Een 2/2-keper van 45°, dus 4 draden, vervolgen we met nog een keperstuk van 4 draden. Het nieuwe keperstuk moet dan beginnen naast het inslageffect van de laatste kettingdraad. Het bindingsrapport is pas volledig bij 16 draden, omdat dan bij de laatste draad inslageffect staat op de plaats, waar bij de eerste draad kettingeffect staat en omgekeerd.

  • Onderbroken kepers met keperstukken van ongelijke lengte.

Deze keper is niet moeilijker, doch er moet op worden gelet, dat alle keperstukken op snijding staan en ook, dat het rapport moet eindigen op de laatste groep.

  • Onderbroken kepers in ruitvorm.

Deze ontstaan, door de keperstukken niet alleen náást, maar ook boven elkaar op snijding te plaatsen, waardoor een ruiteffect ontstaat.

Gebroken kepers

bewerken
  • Op snijding staande gebroken kepers (visgraat).

Hierbij staat een rechtse met een linkse keper op snijding.

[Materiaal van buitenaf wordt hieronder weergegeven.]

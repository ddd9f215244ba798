//! Core library for the `meteo` CLI.
//!
//! This crate defines:
//! - The Open-Meteo provider and the weather status classification
//! - A location signal that gates fetching until coordinates are known
//! - Observable, re-fetchable weather resources, memoized per argument pair
//! - Configuration handling
//!
//! It is used by `meteo-cli`, but any async front end can hold a
//! [`WeatherResources`] registry and render from [`WeatherResource::subscribe`].

pub mod config;
pub mod location;
pub mod memo;
pub mod model;
pub mod provider;
pub mod resource;

pub use config::{Config, OpenMeteoConfig, TemperatureUnit};
pub use location::{Location, LocationSignal};
pub use model::{
    WeatherRequest, WeatherSnapshot, WeatherStatus, celsius_to_fahrenheit, weather_status,
};
pub use provider::{WeatherProvider, open_meteo::OpenMeteoProvider, provider_from_config};
pub use resource::{
    CoordinateOverride, ResourceError, ResourceState, WeatherResource, WeatherResources,
};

  • Niet op snijding staande gebroken kepers (spitskeper).

Hierbij is de eerste draad van het nieuwe keperstuk gelijk aan de voorlaatste draad van het voorgaande keperstuk.

  • Gebroken kepers in ruitvorm op snijding.
  • Gebroken kepers in ruitvorm niet op snijding (op de punt staande of chinese ruiten).

Gevlochten kruiskepers

bewerken

Dit is een vlechtwerkje van linkse en rechtse keperlijntjes, die loodrecht op elkaar staan. Het aantal vindt men, door het schaftgetal te delen door de grootte van de grondbinding. De lengte van de keperlijnen is het schaftgetal, gedeeld door 2. Voorbeeld:

8-schafts gevlochten kruiskeper, grondbinding 2/2, stijging 1.
Het aantal keperlijnen is nu 8 : 4 = 2.
De lengte van de keperlijnen is 8 : 2 = 4.

Schroefkepers

bewerken

Deze binding wordt zo genoemd, omdat de keperlijntjes als in de vorm van een schroefdraad omhoog lopen. Het overblijvende deel wordt dan opgevuld met linkse keper of ook wel met delen van andere bindingen.

De breedte van de binding is een veelvoud van de grondbinding, dus bij 2/2-keper steeds 4-8-12-16 etc. De lengte van de schaftkeperlijnen is een veelvoud van de helft der grondbinding, dus hier 4-6-8-10 etc. Het laten verspringen in de breedte geven we aan met het breedteverschil. Het verspringen in de hoogte is volgens de grondbinding. Met de grondbinding 2/2, stijging 1 en een breedteverschil van 2, kunnen we nu als volgt de hoogte van de binding berekenen:

Hoogte = breedte (8): breedteverschil (2) × hoogteverschil (6) = 24 hoog.